The state, during the Democratic interregnum in the General Assembly and governorship, made local government collective bargaining optional.

On June 21st, the Petersburg board passed a resolution for teachers, guidance counselors and librarians who hold a teaching license to have a form of collective bargaining.

As reported by The Progress-Index’s Joyce Chu,

The resolution does not allow teachers the ability to negotiate their wages or benefits, limiting the scope of negotiations to hours and scheduling, health and safety, and work rules.

Just a guess, but that board likely did not vote originally to allow negotiations on wages or benefits for a pretty good reason.

Changes in working conditions alone can drive up costs.

And Petersburg, which has already been in state financial collapse once, is fully extended financially.

The City’s ability to pay. One of the foundational policies for budget development is that current revenues will fund current expenditures.

All in, the “Total General Fund” revenues of Petersburg in FY 2023-24 are forecast to be $4.5 million less than actual revenues in 2021-22, even with a very large increase in forecast revenues in 2023-24 over actual revenues from the previous year.

Source https://www.petersburgva.gov/DocumentCenter/View/7769/FY-2023-24-R-City-of-Petersburg-Adopted-Operating-Budget-2?bidId=

As for public safety,

  • In the police force, vacancies included one of three Police Captains, four of six Police Lieutenants, one of twelve Sergeants and seven of 69 Officers;
  • In the Fire, Rescue and Emergency Services, vacant positions included Fire Chief, Deputy Fire Chief, one of five battalion chiefs, two of fifteen Fire Captains, and ten of fifteen Fire Sergeants.

Nine of 40 positions in Streets were vacant; twenty six of 113 vacant in Social Services; eight of 22 in the Library; five of 9 in Planning, including the Director. Director of Neighborhood Services, vacant.

Petersburg gets infrastructure grants for water, sewer and flood control. But that money is fenced. Long-term borrowing is for capital projects.

The 2023-24 transfer to schools is $12,361,478. Up 40% since 2020-21.

Given the rest of the numbers, that represents a major prioritization for school funding to the detriment of everything else. The City has done what it can and then some.

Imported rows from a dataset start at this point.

use std::fmt::Display;

use miette::{Diagnostic, SourceSpan};
use thiserror::Error;

#[derive(Error, Debug, Diagnostic, Clone, PartialEq)]
#[error("Invalid character: {token}")]
#[diagnostic(help(
    "statements may only contain numbers, variable names, `=`, `+ - * / %` and parentheses"
))]
pub struct LexError {
    #[label("this character")]
    bad_bit: SourceSpan,

    pub token: char,
}

impl LexError {
    /// Byte offset of the offending character in the statement.
    pub fn offset(&self) -> usize {
        self.bad_bit.offset()
    }
}

#[derive(Debug, Clone, Copy, PartialEq)]
pub struct Token<'de> {
    pub kind: TokenKind,
    pub literal: &'de str,
    pub offset: usize,
}

#[derive(Debug, Clone, Copy, PartialEq, Eq)]
pub enum TokenKind {
    Number,
    Ident,
    /// `+` or `-`
    AdditiveOp,
    /// `*`, `/` or `%`
    MultiplicativeOp,
    Paren,
    Assign,
    End,
}

impl<'de> Token<'de> {
    pub fn end(offset: usize) -> Self {
        Token {
            kind: TokenKind::End,
            literal: "",
            offset,
        }
    }

    /// The literal carried by the token. `=` and the end sentinel carry none.
    pub fn payload(&self) -> Option<&'de str> {
        match self.kind {
            TokenKind::Assign | TokenKind::End => None,
            _ => Some(self.literal),
        }
    }

    pub fn span(&self) -> SourceSpan {
        SourceSpan::from(self.offset..self.offset + self.literal.len())
    }

    pub fn is_paren(&self, paren: &str) -> bool {
        self.kind == TokenKind::Paren && self.literal == paren
    }
}

impl Display for TokenKind {
    fn fmt(&self, f: &mut std::fmt::Formatter<'_>) -> std::fmt::Result {
        match self {
            TokenKind::Number => write!(f, "NUMBER"),
            TokenKind::Ident => write!(f, "IDENTIFIER"),
            TokenKind::AdditiveOp => write!(f, "ADDITIVE_OP"),
            TokenKind::MultiplicativeOp => write!(f, "MULTIPLICATIVE_OP"),
            TokenKind::Paren => write!(f, "PAREN"),
            TokenKind::Assign => write!(f, "ASSIGN"),
            TokenKind::End => write!(f, "END"),
        }
    }
}

impl Display for Token<'_> {
    fn fmt(&self, f: &mut std::fmt::Formatter<'_>) -> std::fmt::Result {
        match self.payload() {
            Some(lit) => write!(f, "{} {lit}", self.kind),
            None => write!(f, "{}", self.kind),
        }
    }
}

/// Pull-based scanner over one statement. Yields exactly one `End` token once
/// the input is exhausted, then stops.
pub struct Lexer<'de> {
    whole: &'de str,
    rest: &'de str,
    byte: usize,
    finished: bool,
}

impl<'de> Lexer<'de> {
    pub fn new(input: &'de str) -> Self {
        Lexer {
            whole: input,
            rest: input,
            byte: 0,
            finished: false,
        }
    }
}

impl<'de> Iterator for Lexer<'de> {
    type Item = Result<Token<'de>, LexError>;

    fn next(&mut self) -> Option<Self::Item> {
        if self.finished {
            return None;
        }
        loop {
            let mut chars = self.rest.chars();
            let Some(c) = chars.next() else {
                self.finished = true;
                return Some(Ok(Token::end(self.whole.len())));
            };
            let offset = self.byte;
            let literal = &self.rest[..c.len_utf8()];
            let cur = self.rest;
            self.rest = chars.as_str();
            self.byte += c.len_utf8();

            enum Started {
                Ident,
                Number,
            }

            let process = |kind: TokenKind| {
                Some(Ok(Token {
                    kind,
                    literal,
                    offset,
                }))
            };

            let started = match c {
                '(' | ')' => return process(TokenKind::Paren),
                '+' | '-' => return process(TokenKind::AdditiveOp),
                '*' | '/' | '%' => return process(TokenKind::MultiplicativeOp),
                '=' => return process(TokenKind::Assign),
                'a'..='z' | 'A'..='Z' => Started::Ident,
                '0'..='9' => Started::Number,
                c if c.is_whitespace() => continue,
                c => {
                    return Some(Err(LexError {
                        bad_bit: SourceSpan::from(offset..self.byte),
                        token: c,
                    }));
                }
            };

            let (kind, len) = match started {
                Started::Ident => {
                    let first_non_ident = cur
                        .find(|c: char| !c.is_ascii_alphanumeric())
                        .unwrap_or(cur.len());
                    (TokenKind::Ident, first_non_ident)
                }
                Started::Number => {
                    let digits =
                        |s: &str| s.find(|c: char| !c.is_ascii_digit()).unwrap_or(s.len());
                    let integral = digits(cur);
                    // a trailing `.` with no fraction digits still belongs to the numeral
                    let len = match cur[integral..].strip_prefix('.') {
                        Some(fraction) => integral + 1 + digits(fraction),
                        None => integral,
                    };
                    (TokenKind::Number, len)
                }
            };

            let extra_bytes = len - c.len_utf8();
            self.byte += extra_bytes;
            self.rest = &self.rest[extra_bytes..];

            return Some(Ok(Token {
                kind,
                literal: &cur[..len],
                offset,
            }));
        }
    }
}

/// Lex a whole statement into an `End`-terminated token sequence, stopping at
/// the first unrecognized character.
pub fn tokenize(source: &str) -> Result<Vec<Token<'_>>, LexError> {
    Lexer::new(source).collect()
}

#[cfg(test)]
mod tests {
    use super::*;

    fn shape(source: &str) -> Vec<(TokenKind, Option<&str>)> {
        tokenize(source)
            .unwrap()
            .iter()
            .map(|token| (token.kind, token.payload()))
            .collect()
    }

    #[test]
    fn addition() {
        assert_eq!(
            shape("1 + 2"),
            vec![
                (TokenKind::Number, Some("1")),
                (TokenKind::AdditiveOp, Some("+")),
                (TokenKind::Number, Some("2")),
                (TokenKind::End, None),
            ]
        );
    }

    #[test]
    fn assignment_has_no_payload() {
        assert_eq!(
            shape("total = 3"),
            vec![
                (TokenKind::Ident, Some("total")),
                (TokenKind::Assign, None),
                (TokenKind::Number, Some("3")),
                (TokenKind::End, None),
            ]
        );
    }

    #[test]
    fn parens_and_tiers() {
        assert_eq!(
            shape("3 * (4 - 5) % 2 / x"),
            vec![
                (TokenKind::Number, Some("3")),
                (TokenKind::MultiplicativeOp, Some("*")),
                (TokenKind::Paren, Some("(")),
                (TokenKind::Number, Some("4")),
                (TokenKind::AdditiveOp, Some("-")),
                (TokenKind::Number, Some("5")),
                (TokenKind::Paren, Some(")")),
                (TokenKind::MultiplicativeOp, Some("%")),
                (TokenKind::Number, Some("2")),
                (TokenKind::MultiplicativeOp, Some("/")),
                (TokenKind::Ident, Some("x")),
                (TokenKind::End, None),
            ]
        );
    }

    #[test]
    fn numerals() {
        assert_eq!(
            shape("2.75 10 5."),
            vec![
                (TokenKind::Number, Some("2.75")),
                (TokenKind::Number, Some("10")),
                (TokenKind::Number, Some("5.")),
                (TokenKind::End, None),
            ]
        );
    }

    #[test]
    fn identifiers_take_trailing_digits() {
        assert_eq!(
            shape("x2=2x"),
            vec![
                (TokenKind::Ident, Some("x2")),
                (TokenKind::Assign, None),
                (TokenKind::Number, Some("2")),
                (TokenKind::Ident, Some("x")),
                (TokenKind::End, None),
            ]
        );
    }

    #[test]
    fn empty_and_blank_input() {
        assert_eq!(shape(""), vec![(TokenKind::End, None)]);
        assert_eq!(shape(" \t  "), vec![(TokenKind::End, None)]);
    }

    #[test]
    fn offsets_point_into_source() {
        let tokens = tokenize("ab =  12").unwrap();
        let offsets: Vec<usize> = tokens.iter().map(|token| token.offset).collect();
        assert_eq!(offsets, vec![0, 3, 6, 8]);
        assert_eq!(tokens[2].span(), SourceSpan::from(6..8));
    }

    #[test]
    fn invalid_character() {
        let err = tokenize("a = 1 ? 2").unwrap_err();
        assert_eq!(err.token, '?');
        assert_eq!(err.offset(), 6);
        assert_eq!(err.to_string(), "Invalid character: ?");
    }

    #[test]
    fn underscore_is_not_an_identifier_character() {
        let err = tokenize("var_name").unwrap_err();
        assert_eq!(err.token, '_');
        assert_eq!(err.offset(), 3);
    }

    #[test]
    fn lexer_stops_after_end() {
        let mut lexer = Lexer::new("x");
        assert!(matches!(lexer.next(), Some(Ok(Token { kind: TokenKind::Ident, .. }))));
        assert!(matches!(lexer.next(), Some(Ok(Token { kind: TokenKind::End, .. }))));
        assert!(lexer.next().is_none());
    }

    #[test]
    fn display() {
        let rendered: Vec<String> = tokenize("n = (4)")
            .unwrap()
            .iter()
            .map(ToString::to_string)
            .collect();
        assert_eq!(
            rendered,
            vec!["IDENTIFIER n", "ASSIGN", "PAREN (", "NUMBER 4", "PAREN )", "END"]
        );
    }
}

Petersburg Schools. The Petersburg City Public School System is comprised of six schools, one early childhood center, and one alternative program.

There are four K-5 elementary schools and services for three- and four-year old students at the Westview Early Childhood Education Center.

There are two secondary schools, Vernon Johns Middle School and Petersburg High School.

The Governor’s schools offer opportunities for high school students. Petersburg Public Schools participates in the Maggie L. Walker Governor’s School for Government & International Studies and the Appomattox Regional Governor’s School for the Arts on West Washington St. in Petersburg.  Admission is by application through their local school division and review by each school’s regional committee.

The Blandford Academy Alternative Program provides services to secondary students where a traditional setting has not been successful at meeting their needs.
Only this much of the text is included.